The cost of living is astronomical these days, but I also think that many people understand very little about budgeting, making sacrifices, and hustling to make ends meet. We certainly aren’t taught how to be financially savvy in school. (That’s a whole different blog topic!) It is incredible what a driven person can do with a little. I have a hard time buying the mindset that we are owed anything. When I was little my mom always used to say, “Leave everywhere you go better than you found it.” And I have carried those words with me. Whether it was saying something kind to the grocery store clerk, or doing the dishes at a babysitting job when I was a teen, even though that wasn’t asked of me, I have always made it a priority to live by my mom’s words. And you know what is amazing? I ALWAYS was the first call for any family that needed a babysitter, out of all of my friends (even some with cheaper rates). Because I was the ONLY ONE who went above and beyond. So, although I had to work harder than everyone else, I was the one getting paid. I have continued to exist in that mindset and opportunities keep coming my way. Even without finishing a college degree, I have made it to a level in my career that I never could have expected. And it is 100% because I have always gone above and beyond while I am at work.

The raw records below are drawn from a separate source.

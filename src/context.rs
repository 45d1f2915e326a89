//! Session context configuration
//!
//! A [`SessionContext`] aggregates the trust store, verification policy,
//! protocol-version bounds, cipher policy and optional local certificate
//! for any number of connections. Contexts follow a configure-then-freeze
//! contract: all configuration happens up front, and creating the first
//! connection freezes the context into an immutable engine context that
//! every connection then shares by counted reference. Configuration
//! calls after the freeze fail with a configuration error instead of
//! racing live handshakes.

use crate::registry;
use crate::{Error, Result};
use openssl::error::ErrorStack;
use openssl::pkey::PKey;
use openssl::ssl::{
    SslContext, SslContextBuilder, SslFiletype, SslMethod, SslVerifyMode, SslVersion,
};
use openssl::x509::store::{X509Lookup, X509Store};
use openssl::x509::{X509Ref, X509StoreContext, X509StoreContextRef, X509};
use std::fs::File;
use std::io::Read;
use std::path::Path;
use std::str::FromStr;
use std::sync::atomic::{AtomicBool, AtomicU32, AtomicUsize, Ordering};
use std::sync::{Arc, Mutex, OnceLock};

/// TLS protocol version
#[derive(Debug, Clone, Copy, PartialEq, Eq, PartialOrd, Ord)]
pub enum ProtocolVersion {
    /// SSL 3.0 (deprecated, rarely used)
    Ssl3,
    /// TLS 1.0
    Tls10,
    /// TLS 1.1
    Tls11,
    /// TLS 1.2
    Tls12,
    /// TLS 1.3
    Tls13,
}

impl ProtocolVersion {
    /// Get OpenSSL protocol version constant
    pub fn to_openssl_version(&self) -> SslVersion {
        match self {
            ProtocolVersion::Ssl3 => SslVersion::SSL3,
            ProtocolVersion::Tls10 => SslVersion::TLS1,
            ProtocolVersion::Tls11 => SslVersion::TLS1_1,
            ProtocolVersion::Tls12 => SslVersion::TLS1_2,
            ProtocolVersion::Tls13 => SslVersion::TLS1_3,
        }
    }

    /// Get version as string
    pub fn as_str(&self) -> &'static str {
        match self {
            ProtocolVersion::Ssl3 => "SSLv3",
            ProtocolVersion::Tls10 => "TLSv1.0",
            ProtocolVersion::Tls11 => "TLSv1.1",
            ProtocolVersion::Tls12 => "TLSv1.2",
            ProtocolVersion::Tls13 => "TLSv1.3",
        }
    }
}

impl FromStr for ProtocolVersion {
    type Err = Error;

    /// Parse a protocol version name (case-insensitive)
    fn from_str(s: &str) -> Result<Self> {
        match s.to_uppercase().as_str() {
            "SSLV3" | "SSL3" => Ok(ProtocolVersion::Ssl3),
            "TLSV1.0" | "TLS1.0" | "TLSV1" | "TLS1" => Ok(ProtocolVersion::Tls10),
            "TLSV1.1" | "TLS1.1" => Ok(ProtocolVersion::Tls11),
            "TLSV1.2" | "TLS1.2" => Ok(ProtocolVersion::Tls12),
            "TLSV1.3" | "TLS1.3" => Ok(ProtocolVersion::Tls13),
            _ => Err(Error::Configuration(format!(
                "invalid protocol version: {}",
                s
            ))),
        }
    }
}

/// Peer verification mode (combinable flags)
#[derive(Debug, Clone, Copy, PartialEq, Eq, Default)]
pub struct VerifyMode {
    peer: bool,
    fail_if_no_peer_cert: bool,
    client_once: bool,
}

impl VerifyMode {
    /// Don't verify the peer certificate
    pub const NONE: VerifyMode = VerifyMode {
        peer: false,
        fail_if_no_peer_cert: false,
        client_once: false,
    };

    /// Verify the peer certificate when one is presented
    pub const PEER: VerifyMode = VerifyMode {
        peer: true,
        fail_if_no_peer_cert: false,
        client_once: false,
    };

    /// Additionally fail the handshake when the peer presents no
    /// certificate (server-side)
    pub fn fail_if_no_peer_cert(mut self) -> Self {
        self.fail_if_no_peer_cert = true;
        self
    }

    /// Only request a client certificate on the initial handshake
    pub fn client_once(mut self) -> Self {
        self.client_once = true;
        self
    }

    /// Whether this mode requests peer verification at all
    pub fn requests_peer(&self) -> bool {
        self.peer
    }

    fn to_openssl(self) -> SslVerifyMode {
        if !self.peer {
            return SslVerifyMode::NONE;
        }
        let mut mode = SslVerifyMode::PEER;
        if self.fail_if_no_peer_cert {
            mode |= SslVerifyMode::FAIL_IF_NO_PEER_CERT;
        }
        if self.client_once {
            mode |= SslVerifyMode::CLIENT_ONCE;
        }
        mode
    }
}

/// Custom per-certificate verification predicate.
///
/// Invoked once per certificate in the peer chain with the certificate,
/// the engine's default verdict, and the chain depth; its return value
/// overrides the engine's accept/reject decision.
pub type VerifyCallback = dyn Fn(Option<&X509Ref>, bool, u32) -> bool + Send + Sync;

// Handles are never reused: a monotonic counter, not the native pointer,
// so a stale handle can only miss in the registry.
static NEXT_HANDLE: AtomicUsize = AtomicUsize::new(1);

fn handle_index() -> std::result::Result<openssl::ex_data::Index<SslContext, usize>, ErrorStack> {
    static INDEX: OnceLock<openssl::ex_data::Index<SslContext, usize>> = OnceLock::new();
    if let Some(idx) = INDEX.get() {
        return Ok(*idx);
    }
    let idx = SslContext::new_ex_index::<usize>()?;
    Ok(*INDEX.get_or_init(|| idx))
}

enum CtxState {
    Building(SslContextBuilder),
    Frozen(SslContext),
    Closed,
}

pub(crate) struct ContextInner {
    handle: usize,
    state: Mutex<CtxState>,
    verify_mode: Mutex<VerifyMode>,
    verify_depth: AtomicU32,
    verify_callback: Mutex<Option<Arc<VerifyCallback>>>,
    closed: AtomicBool,
}

impl ContextInner {
    pub(crate) fn is_closed(&self) -> bool {
        self.closed.load(Ordering::SeqCst)
    }

    /// Run the configured predicate for one certificate in the peer
    /// chain. Called from the registry-routed engine callback.
    fn invoke_verify(&self, preverify_ok: bool, x509_ctx: &X509StoreContextRef) -> bool {
        let callback = { self.verify_callback.lock().unwrap().clone() };
        match callback {
            Some(cb) => cb(
                x509_ctx.current_cert(),
                preverify_ok,
                x509_ctx.error_depth() as u32,
            ),
            None => preverify_ok,
        }
    }

    /// Freeze the context on first use and hand out a shared reference
    /// to the native context. Connections keep the native context alive
    /// through this reference even after `close()`.
    pub(crate) fn frozen_context(&self) -> Result<SslContext> {
        let mut state = self.state.lock().unwrap();
        match &*state {
            CtxState::Frozen(ctx) => Ok(ctx.clone()),
            CtxState::Closed => Err(Error::Configuration("session context is closed".into())),
            CtxState::Building(_) => {
                let CtxState::Building(builder) = std::mem::replace(&mut *state, CtxState::Closed)
                else {
                    unreachable!()
                };
                let ctx = builder.build();
                *state = CtxState::Frozen(ctx.clone());
                log::debug!("session context {} frozen", self.handle);
                Ok(ctx)
            }
        }
    }
}

impl Drop for ContextInner {
    fn drop(&mut self) {
        // Deregister before the native context is released below.
        registry::deregister(self.handle);
    }
}

/// Shared per-listener/per-client TLS configuration.
///
/// Cloning is cheap and shares the same underlying context; the native
/// resources are released when the last clone and the last connection
/// created from it have both gone away.
#[derive(Clone)]
pub struct SessionContext {
    inner: Arc<ContextInner>,
}

impl SessionContext {
    /// Create a context and register it in the process-wide registry.
    ///
    /// `min`/`max` bound the negotiable protocol version; `cipher_policy`
    /// is an OpenSSL cipher-list string. Verification defaults to
    /// [`VerifyMode::NONE`].
    pub fn create(
        min: Option<ProtocolVersion>,
        max: Option<ProtocolVersion>,
        cipher_policy: Option<&str>,
    ) -> Result<SessionContext> {
        let mut builder = SslContextBuilder::new(SslMethod::tls())?;
        builder.set_min_proto_version(min.map(|v| v.to_openssl_version()))?;
        builder.set_max_proto_version(max.map(|v| v.to_openssl_version()))?;
        if let Some(ciphers) = cipher_policy {
            builder.set_cipher_list(ciphers)?;
        }
        builder.set_verify(SslVerifyMode::NONE);

        let handle = NEXT_HANDLE.fetch_add(1, Ordering::Relaxed);
        builder.set_ex_data(handle_index()?, handle);

        let inner = Arc::new(ContextInner {
            handle,
            state: Mutex::new(CtxState::Building(builder)),
            verify_mode: Mutex::new(VerifyMode::NONE),
            verify_depth: AtomicU32::new(0),
            verify_callback: Mutex::new(None),
            closed: AtomicBool::new(false),
        });
        registry::register(handle, &inner);
        Ok(SessionContext { inner })
    }

    pub(crate) fn from_inner(inner: Arc<ContextInner>) -> SessionContext {
        SessionContext { inner }
    }

    fn inner_ref(&self) -> &ContextInner {
        &self.inner
    }

    #[cfg(test)]
    pub(crate) fn inner(&self) -> &Arc<ContextInner> {
        &self.inner
    }

    /// The native handle this context is registered under
    pub fn handle(&self) -> usize {
        self.inner.handle
    }

    fn with_builder<R>(&self, f: impl FnOnce(&mut SslContextBuilder) -> Result<R>) -> Result<R> {
        let mut state = self.inner.state.lock().unwrap();
        match &mut *state {
            CtxState::Building(builder) => f(builder),
            CtxState::Frozen(_) => Err(Error::Configuration(
                "session context is frozen; configure before creating connections".into(),
            )),
            CtxState::Closed => Err(Error::Configuration("session context is closed".into())),
        }
    }

    /// Load trusted CAs from a bundle file, a hashed directory, or both.
    ///
    /// At least one source is mandatory: peer verification without any
    /// trust anchor can only ever fail.
    pub fn load_verify_locations(
        &self,
        ca_file: Option<&Path>,
        ca_dir: Option<&Path>,
    ) -> Result<()> {
        if ca_file.is_none() && ca_dir.is_none() {
            return Err(Error::Configuration(
                "load_verify_locations requires a CA file or a CA directory".into(),
            ));
        }
        self.with_builder(|builder| {
            if let Some(file) = ca_file {
                builder.set_ca_file(file)?;
            }
            if let Some(dir) = ca_dir {
                let dir = dir.to_str().ok_or_else(|| {
                    Error::Configuration("CA directory path is not valid UTF-8".into())
                })?;
                let lookup = builder.cert_store_mut().add_lookup(X509Lookup::hash_dir())?;
                lookup.add_dir(dir, SslFiletype::PEM)?;
            }
            Ok(())
        })
    }

    /// Install an explicit, pre-built trust store.
    pub fn load_trusted_store(&self, store: X509Store) -> Result<()> {
        self.with_builder(|builder| {
            builder.set_cert_store(store);
            Ok(())
        })
    }

    /// Load the local certificate chain and private key from a combined
    /// PEM file (leaf certificate first, then any intermediates, then
    /// the key).
    pub fn load_cert_file<P: AsRef<Path>>(&self, path: P) -> Result<()> {
        let mut pem = Vec::new();
        File::open(path.as_ref())?.read_to_end(&mut pem)?;

        let chain = X509::stack_from_pem(&pem)
            .map_err(|e| Error::Configuration(format!("failed to load certificate: {}", e)))?;
        let mut chain = chain.into_iter();
        let leaf = chain.next().ok_or_else(|| {
            Error::Configuration("certificate file contains no certificate".into())
        })?;
        let key = PKey::private_key_from_pem(&pem)
            .map_err(|e| Error::Configuration(format!("failed to load private key: {}", e)))?;

        self.with_builder(|builder| {
            builder.set_certificate(&leaf)?;
            for intermediate in chain {
                builder.add_extra_chain_cert(intermediate)?;
            }
            builder.set_private_key(&key)?;
            builder.check_private_key()?;
            Ok(())
        })
    }

    /// Set the verification policy.
    ///
    /// `callback`, when given, is invoked once per certificate in the
    /// peer chain and its verdict overrides the engine's default; the
    /// engine hook recovers this context through the registry.
    pub fn set_verify(
        &self,
        mode: VerifyMode,
        depth: u32,
        callback: Option<Arc<VerifyCallback>>,
    ) -> Result<()> {
        self.with_builder(|builder| {
            builder.set_verify_depth(depth);
            if callback.is_some() {
                builder.set_verify_callback(mode.to_openssl(), verify_trampoline);
            } else {
                builder.set_verify(mode.to_openssl());
            }
            Ok(())
        })?;
        *self.inner.verify_mode.lock().unwrap() = mode;
        self.inner.verify_depth.store(depth, Ordering::SeqCst);
        *self.inner.verify_callback.lock().unwrap() = callback;
        Ok(())
    }

    /// Configured verification mode
    pub fn verify_mode(&self) -> VerifyMode {
        *self.inner.verify_mode.lock().unwrap()
    }

    /// Configured verification depth
    pub fn verify_depth(&self) -> u32 {
        self.inner.verify_depth.load(Ordering::SeqCst)
    }

    /// Close the context: deregister from the registry, then release the
    /// native context. Idempotent. Connections created from this context
    /// keep the native resources alive through their own references.
    pub fn close(&self) {
        if !self.inner.closed.swap(true, Ordering::SeqCst) {
            registry::deregister(self.inner.handle);
        }
        *self.inner.state.lock().unwrap() = CtxState::Closed;
    }

    pub(crate) fn frozen_context(&self) -> Result<SslContext> {
        self.inner.frozen_context()
    }
}

/// Global per-certificate verification hook.
///
/// Carries no object context of its own: it recovers the owning
/// [`SessionContext`] from the native handle stashed in the engine
/// context's ex-data, via the process-wide registry.
fn verify_trampoline(preverify_ok: bool, x509_ctx: &mut X509StoreContextRef) -> bool {
    let ssl_idx = match X509StoreContext::ssl_idx() {
        Ok(idx) => idx,
        Err(_) => return preverify_ok,
    };
    let ssl = match x509_ctx.ex_data(ssl_idx) {
        Some(ssl) => ssl,
        None => return preverify_ok,
    };
    let handle_idx = match handle_index() {
        Ok(idx) => idx,
        Err(_) => return preverify_ok,
    };
    let handle = match ssl.ssl_context().ex_data(handle_idx) {
        Some(handle) => *handle,
        None => return preverify_ok,
    };
    match registry::lookup(handle) {
        Some(ctx) => ctx.inner_ref().invoke_verify(preverify_ok, x509_ctx),
        // Context gone mid-handshake: fall back to the engine verdict.
        None => preverify_ok,
    }
}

As I have gotten older, I have become better at setting boundaries with my time. But I have the luxury of doing that now, because of the position that I put myself in by NOT doing it before. I have been anxious, depressed, sleep-deprived and exhausted. Working 50+ hours a week at a $12 an hour job, with a task list that should have been getting me at least $20, and having a baby to come home to at the end of the day, was not easy. And frankly, it’s not necessarily healthy either. I had to scrape and hustle to make ends meet. But what I remember the most from those years is what I learned about myself. I can do hard things. I can make something of myself. I will never sacrifice the quality of my work. I will impress myself and everyone around me every single day by doing my absolute best. It’s how I got where I am.
I fear that a good percentage of the youngest working people today won’t see that in themselves. They won’t be driven to find something that they WANT to work hard for, because they aren’t willing to work hard when they DON’T want to. When the struggles come, they will do the bare minimum. It’s very difficult to grow, flourish and succeed when that is your mindset.